Her Story
About Dr. Kendra
I've been in education for 32 years, starting as a non-traditional teacher in New York City through Teach for America's third cohort. I had graduated with a degree in film and television and was planning to go to grad school for journalism, but it was too expensive. I taught in the South Bronx, then designed and opened a middle school there, became a principal of a middle school in Manhattan, and eventually became the Executive Director of Leadership Development for a school district in Georgia. As I climbed higher in leadership, the microaggressions became more pronounced, some racial, some misogynistic. After 15 years, I hit a ceiling when I was passed over for a position for someone who was mediocre and unqualified, and was told to go help him. That's when Kelly and I began writing stories about women in leadership and took the things we'd learned over time, our own skills and knowledge and research on how women can navigate systems like this. Now as co-founder of Lucy Leadership Project, we help women in leadership thrive, navigate systems, disrupt the ones they're in, and create new ones so they can show up as themselves and do their best work educating kids. My main expertise is coaching and facilitating, pulling people along and learning from them, coaching forward from a strength-based approach. I'm also a storyteller, taking information and making it into compelling stories, which aligns with my degree in film and television.
Her Interview
Ten minutes with Dr. Kendra
01What advice would you give to young women entering your industry?
The first thing I would say is, you are enough. You are perfectly imperfect, and those things you call flaws, those things make you unique. It makes you a beautiful human. It's hard to say those things when we're butting up against an industry, social media, marketing, all about how to make yourself look better, the size of yourself, the color of your hair, your skin. You see young girls early on looking at themselves in the mirror, trying to change their hair, thinking about surgeries. That starts the spiral into I'm never enough, and that's destructive. It takes them into the workplace, which is why when women see a job description, we look at all the qualifications. The man has one qualification out of the 10, and he's ready to apply. We have to try to do all 10 before we even apply. It really messes with our psyche in terms of how we even think of ourselves and being more, because we think we're never, ever enough. So to a young girl, you are enough. Find your sisters, find the sisters who you can be co-conspirators with. Don't settle for being an ally, we need co-conspirators who will go with us and say, hey, you've been an assistant principal for two years, you're ready, girl, go, and we'll figure it out with you along the way. Find those sisters who will be disruptors with you. Take those opportunities. Don't settle for what others are telling you that you can have. Be a disruptor. Understand very clearly what your strengths are, because if you ask a woman what her strengths are, she usually gives you skill or knowledge, and that is not strength. Understand very clearly so you can put yourself in the right seat, in the right positions, and you can clearly articulate those to others. And the last one, which is one of the hardest things for women to do, set healthy boundaries from day one. Understand how you are going to allow people to have access to you and stick to that, because if you aren't thriving, you are not good for yourself, and you're not good for anybody else that you might be leading. We have to unwrap the way we're socially conditioned in order for us to set healthy boundaries so we can thrive.

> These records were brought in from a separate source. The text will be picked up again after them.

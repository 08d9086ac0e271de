use chrono::Utc;
use sea_orm::{ActiveValue, QueryFilter, QueryOrder, TransactionTrait, prelude::*};
use uuid::Uuid;

use crate::{
    Income, ResultEngine, incomes,
    util::{normalize_month, normalize_name, validate_amount, validate_year},
};

use super::{Engine, IncomePatch, with_tx};

const SOURCE_MAX: usize = 50;

impl Engine {
    /// Record an income against one of the user's budgets.
    pub async fn new_income(
        &self,
        user_id: &str,
        budget_id: &str,
        amount: f64,
        month: &str,
        year: i32,
        source: &str,
    ) -> ResultEngine<Income> {
        let amount = validate_amount(amount, "income")?;
        let month = normalize_month(month)?;
        let year = validate_year(year)?;
        let source = normalize_name(source, "income source", 1, SOURCE_MAX)?;
        let now = Utc::now();

        let income = with_tx!(self, |db_tx| {
            self.require_budget(&db_tx, user_id, budget_id).await?;
            let model = incomes::ActiveModel {
                id: ActiveValue::Set(Uuid::new_v4().to_string()),
                user_id: ActiveValue::Set(user_id.to_string()),
                budget_id: ActiveValue::Set(budget_id.to_string()),
                amount: ActiveValue::Set(Some(amount)),
                month: ActiveValue::Set(month),
                year: ActiveValue::Set(year),
                source: ActiveValue::Set(source),
                created_at: ActiveValue::Set(now),
                updated_at: ActiveValue::Set(now),
            }
            .insert(&db_tx)
            .await?;
            Ok(Income::from(model))
        })?;

        tracing::info!(income_id = %income.id, "income created");
        Ok(income)
    }

    /// List the incomes of a user, oldest first.
    pub async fn incomes(
        &self,
        user_id: &str,
        month: Option<&str>,
        year: Option<i32>,
    ) -> ResultEngine<Vec<Income>> {
        let mut query = incomes::Entity::find()
            .filter(incomes::Column::UserId.eq(user_id.to_string()))
            .order_by_asc(incomes::Column::CreatedAt);
        if let Some(month) = month.map(str::trim).filter(|m| !m.is_empty()) {
            query = query.filter(incomes::Column::Month.eq(month.to_lowercase()));
        }
        if let Some(year) = year {
            query = query.filter(incomes::Column::Year.eq(year));
        }

        Ok(query
            .all(&self.database)
            .await?
            .into_iter()
            .map(Income::from)
            .collect())
    }

    pub async fn income(&self, user_id: &str, income_id: &str) -> ResultEngine<Income> {
        with_tx!(self, |db_tx| {
            let model = self.require_income(&db_tx, user_id, income_id).await?;
            Ok(Income::from(model))
        })
    }

    pub async fn update_income(
        &self,
        user_id: &str,
        income_id: &str,
        patch: IncomePatch,
    ) -> ResultEngine<Income> {
        let amount = patch
            .amount
            .map(|amount| validate_amount(amount, "income"))
            .transpose()?;
        let month = patch.month.as_deref().map(normalize_month).transpose()?;
        let year = patch.year.map(validate_year).transpose()?;
        let source = patch
            .source
            .as_deref()
            .map(|source| normalize_name(source, "income source", 1, SOURCE_MAX))
            .transpose()?;

        with_tx!(self, |db_tx| {
            let model = self.require_income(&db_tx, user_id, income_id).await?;
            let mut active: incomes::ActiveModel = model.into();
            if let Some(budget_id) = patch.budget_id.as_deref() {
                self.require_budget(&db_tx, user_id, budget_id).await?;
                active.budget_id = ActiveValue::Set(budget_id.to_string());
            }
            if let Some(amount) = amount {
                active.amount = ActiveValue::Set(Some(amount));
            }
            if let Some(month) = month {
                active.month = ActiveValue::Set(month);
            }
            if let Some(year) = year {
                active.year = ActiveValue::Set(year);
            }
            if let Some(source) = source {
                active.source = ActiveValue::Set(source);
            }
            active.updated_at = ActiveValue::Set(Utc::now());
            let model = active.update(&db_tx).await?;
            Ok(Income::from(model))
        })
    }

    pub async fn delete_income(&self, user_id: &str, income_id: &str) -> ResultEngine<()> {
        with_tx!(self, |db_tx| {
            self.require_income(&db_tx, user_id, income_id).await?;
            incomes::Entity::delete_by_id(income_id.to_string())
                .exec(&db_tx)
                .await?;
            Ok(())
        })
    }
}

02What are the biggest challenges or opportunities in your field right now?
The biggest challenge within the education system is reducing the education gap that exists for students, and that gap goes all the way through adulthood. Some students are starting in deficits, without access to clean food, housing, healthcare, the basic things you need to just be a healthy human being. All the way through school, I'm also fighting images of myself in books and literature. We get into colleges and careers, and I'm continuing to hurdle. If you talk about women of color, or women in general, you can follow the trajectory of women in certain communities as they go from birth through their leadership, and you can see the gaps widening. The gaps widening in access to high-quality education, gaps in access to job opportunities and leadership opportunities. In educational leadership, it's predominantly male and white, even though 70% of the teachers in this country are women. Only 28% of the superintendents, or those in C-suite level, are women. And when you talk about women of color, 7%. That gap just didn't start, it starts from the community, it starts from birth. We can see it happening early on with the types of positions, lanes that we are sort of conditioned to go in, that perpetuates that gap. As much as we try to chip at it, we see progress, women get into the jobs, and then more often than not, the culture and climate is not conducive for them, and they drop out. It's unhealthy, and in fact, we've seen data of women dying on the job, specifically Black women. We're still running a century-old system that is based on primarily agriculture, a manufacturing kind of system, one size fits all. If it was a system that was really and truly focused on individuals and individual student strengths, and what students do well, and how do we prepare them for whatever's next, I think it would look very different. We're still stuck in this testing, manufacturing mindset. That thinking is still there. Not only is it a very patriarchal system that women and leaders are trying to navigate, because it was a system that was never created for us, or with us in mind as leadership, if you drill down even to the students that we serve, we've created that same system for them, and then wonder why as girls become women, they're still struggling, because they're in that same system.